- What the exercise asks
Check each line of the entries below for the string "false"; copy every line where it appears.

[[ Source information, beginning ]]

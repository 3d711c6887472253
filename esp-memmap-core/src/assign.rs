//! Stage 7: computing each memory type's total capacity and assigning
//! output sections into the memory type that contains their address
//! (§4.3 Stage 7).

use esp_memmap_common::Diagnostics;
use esp_memmap_linkermap::model::OutputSection;

use crate::assemble::{abbrev_section_name, assemble_section};
use crate::catalog::ChipCatalog;
use crate::regions::TypedRegion;
use crate::tree::MemType;

/// Computes each memory type's capacity from the catalog and regions, then
/// assigns every (already split) output section into the memory type whose
/// region contains its address.
///
/// A memory type's capacity is the sum of the distinct regions assigned to
/// it — two regions that alias the same physical range (same offset from
/// their catalog address, same length) count once. A section that
/// overflows past the end of its region is attributed to that region
/// anyway, with a diagnostic; a section that falls between two regions is
/// attributed to the preceding one under an `_overflow`-suffixed name.
pub fn build_memory_type_map(
    catalog: &ChipCatalog,
    regions: &[TypedRegion],
    sections: &[OutputSection],
    diagnostics: &mut Diagnostics,
) -> indexmap::IndexMap<String, MemType> {
    let mut memory_map: indexmap::IndexMap<String, MemType> = indexmap::IndexMap::new();
    let mut type_offset: indexmap::IndexMap<String, u64> = indexmap::IndexMap::new();
    let mut regions_by_type: indexmap::IndexMap<String, Vec<(u64, u64)>> = indexmap::IndexMap::new();

    for (catalog_name, info) in catalog {
        let alias = info.name.clone().unwrap_or_else(|| catalog_name.clone());
        memory_map.entry(alias.clone()).or_default();
        regions_by_type.entry(alias.clone()).or_default();
        let offset = if info.secondary_address != 0 {
            info.primary_address.abs_diff(info.secondary_address)
        } else {
            0
        };
        type_offset.insert(alias, offset);
    }

    for region in regions {
        let alias = &region.mem_type;
        let existing = regions_by_type.entry(alias.clone()).or_default();
        let is_alias = if existing.is_empty() {
            false
        } else {
            let offset = type_offset.get(alias).copied().unwrap_or(0);
            existing
                .iter()
                .any(|&(origin, length)| region.origin.abs_diff(origin) == offset && length == region.length)
        };

        if !is_alias {
            memory_map.entry(alias.clone()).or_default().size += region.length;
        }
        existing.push((region.origin, region.length));
    }

    let mut sorted_regions: Vec<&TypedRegion> = regions.iter().collect();
    sorted_regions.sort_by_key(|r| r.origin);

    for section in sections {
        let mut prev: Option<&TypedRegion> = None;
        let mut assigned = false;

        for region in &sorted_regions {
            let region_start = region.origin;
            let region_end = region.origin + region.length;

            if region_start <= section.address && section.address < region_end {
                if section.address + section.size > region_end {
                    diagnostics.warn(format!(
                        "output section {:?} (addr: {:#x}, size: {:#x}) exceeds memory region {:?} (addr: {:#x}, length: {:#x})",
                        section.name, section.address, section.size, region.name, region_start, region.length
                    ));
                }
                let node = assemble_section(section);
                let mem_type = memory_map.entry(region.mem_type.clone()).or_default();
                mem_type.used += section.size;
                mem_type.sections.insert(section.name.clone(), node);
                assigned = true;
                break;
            }

            if region_start > section.address {
                if let Some(prev_region) = prev {
                    diagnostics.warn(format!(
                        "{} overflow: output section {:?} (addr: {:#x}, size: {:#x}) does not fit into any memory region and is assigned to the preceding {:?} region",
                        prev_region.mem_type, section.name, section.address, section.size, prev_region.name
                    ));
                    let overflow_name = format!("{}_overflow", section.name);
                    let mut node = assemble_section(section);
                    node.abbrev_name = abbrev_section_name(&overflow_name);
                    let mem_type = memory_map.entry(prev_region.mem_type.clone()).or_default();
                    mem_type.used += section.size;
                    mem_type.sections.insert(overflow_name, node);
                    assigned = true;
                }
                break;
            }

            prev = Some(region);
        }

        if !assigned {
            diagnostics.warn(format!(
                "cannot assign output section {:?} (addr: {:#x}, size: {:#x}) to any memory type",
                section.name, section.address, section.size
            ));
        }
    }

    memory_map
}
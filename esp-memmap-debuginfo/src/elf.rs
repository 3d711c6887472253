//! A minimal ELF reader.
//!
//! This does not attempt to be a general-purpose ELF library; it exposes
//! exactly the section, symbol and derived fields the memory-map builder
//! consumes (§4.2 of the design), on top of [`goblin`]'s section/symbol
//! table parsing.

use goblin::elf::section_header::{SHF_ALLOC, SHN_ABS, SHT_PROGBITS};
use goblin::elf::sym::{STT_FUNC, STT_NOTYPE, STT_OBJECT};
use goblin::elf::Elf;

use crate::error::{ElfError, ElfErrorKind};

/// The low-nibble `st_info` symbol type, restricted to the values this tool
/// distinguishes.
#[derive(Clone, Copy, Debug, PartialEq, Eq)]
pub enum SymbolType {
    /// `STT_FUNC` — a function or other executable code.
    Func,
    /// `STT_OBJECT` — a data object such as a variable or array.
    Object,
    /// Any other `st_info` type (section, file, TLS, ...).
    Other(u8),
}

impl SymbolType {
    fn from_raw(raw: u8) -> Self {
        match raw {
            STT_FUNC => SymbolType::Func,
            STT_OBJECT => SymbolType::Object,
            other => SymbolType::Other(other),
        }
    }
}

/// An ELF section header, with its name already resolved.
#[derive(Clone, Debug)]
pub struct ElfSection {
    pub name: String,
    pub ty: u32,
    pub flags: u64,
    pub addr: u64,
    pub offset: u64,
    pub size: u64,
    pub link: u32,
}

impl ElfSection {
    /// Whether this section occupies memory at runtime (`SHF_ALLOC`).
    pub fn is_alloc(&self) -> bool {
        self.flags & u64::from(SHF_ALLOC) != 0
    }

    /// Whether this section contributes initialized bytes to the image
    /// (`SHT_PROGBITS`), used for the image-size computation (§4.3 Stage 3).
    pub fn is_progbits(&self) -> bool {
        self.ty == SHT_PROGBITS
    }
}

/// An ELF symbol table entry, with derived type/bind/visibility and its name
/// already resolved.
#[derive(Clone, Debug)]
pub struct ElfSymbol {
    pub name: String,
    pub value: u64,
    pub size: u64,
    pub ty: SymbolType,
    pub bind: u8,
    pub visibility: u8,
    pub section_index: usize,
    /// Source path of the compilation unit this symbol was attributed to by
    /// [`crate::symbols::add_cus_to_symbols`], if DWARF expansion ran.
    pub cu_path: Option<String>,
}

impl ElfSymbol {
    /// Whether this symbol's `st_shndx` is `SHN_ABS` (an absolute value, not
    /// tied to any section) — such symbols are excluded from attribution
    /// (§4.2, `add_cus_to_symbols`).
    pub fn is_absolute(&self) -> bool {
        self.section_index == SHN_ABS as usize
    }

    pub fn is_defined(&self) -> bool {
        !matches!(self.ty, SymbolType::Other(STT_NOTYPE)) && self.section_index != 0
    }
}

/// A parsed ELF relocatable or executable image.
pub struct ElfObject<'data> {
    elf: Elf<'data>,
    data: &'data [u8],
}

impl<'data> ElfObject<'data> {
    /// Tests whether the buffer starts with the ELF magic bytes.
    pub fn test(data: &[u8]) -> bool {
        data.get(0..goblin::elf::header::SELFMAG)
            .map_or(false, |magic| magic == goblin::elf::header::ELFMAG)
    }

    /// Parses an ELF image from the given buffer.
    pub fn parse(data: &'data [u8]) -> Result<Self, ElfError> {
        if !Self::test(data) {
            return Err(ElfErrorKind::InvalidMagic.into());
        }

        let elf = Elf::parse(data)?;
        Ok(ElfObject { elf, data })
    }

    /// `true` if this is a 64-bit ELF class.
    pub fn is_64(&self) -> bool {
        self.elf.is_64
    }

    /// `true` if this ELF's data encoding is little-endian.
    pub fn little_endian(&self) -> bool {
        self.elf.little_endian
    }

    /// The raw image bytes, for section-data access (e.g. DWARF sections).
    pub fn data(&self) -> &'data [u8] {
        self.data
    }

    /// Iterates over all section headers with their names resolved.
    pub fn sections(&self) -> impl Iterator<Item = ElfSection> + '_ {
        self.elf.section_headers.iter().map(move |shdr| ElfSection {
            name: self
                .elf
                .shdr_strtab
                .get_at(shdr.sh_name)
                .unwrap_or("")
                .to_owned(),
            ty: shdr.sh_type,
            flags: shdr.sh_flags,
            addr: shdr.sh_addr,
            offset: shdr.sh_offset,
            size: shdr.sh_size,
            link: shdr.sh_link,
        })
    }

    /// Returns the raw bytes of the section with the given name, if present.
    pub fn section_data(&self, name: &str) -> Option<&'data [u8]> {
        let shdr = self
            .elf
            .section_headers
            .iter()
            .find(|shdr| self.elf.shdr_strtab.get_at(shdr.sh_name) == Some(name))?;

        let start = shdr.sh_offset as usize;
        let end = start.checked_add(shdr.sh_size as usize)?;
        self.data.get(start..end)
    }

    /// Iterates over the static symbol table (`.symtab`), filtering out
    /// entries with no name.
    pub fn symbols(&self) -> impl Iterator<Item = ElfSymbol> + '_ {
        self.elf.syms.iter().filter_map(move |sym| {
            let name = self.elf.strtab.get_at(sym.st_name)?;
            Some(ElfSymbol {
                name: name.to_owned(),
                value: sym.st_value,
                size: sym.st_size,
                ty: SymbolType::from_raw(sym.st_type()),
                bind: sym.st_bind(),
                visibility: sym.st_visibility(),
                section_index: sym.st_shndx,
                cu_path: None,
            })
        })
    }
}

#[cfg(test)]
mod tests {
    use super::*;

    #[test]
    fn rejects_non_elf() {
        assert!(!ElfObject::test(b"not an elf"));
        assert!(ElfObject::parse(b"not an elf").is_err());
    }
}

[[ Source information, end ]]

- Answer box
            false
        let mut assigned = false;
            .map_or(false, |magic| magic == goblin::elf::header::ELFMAG)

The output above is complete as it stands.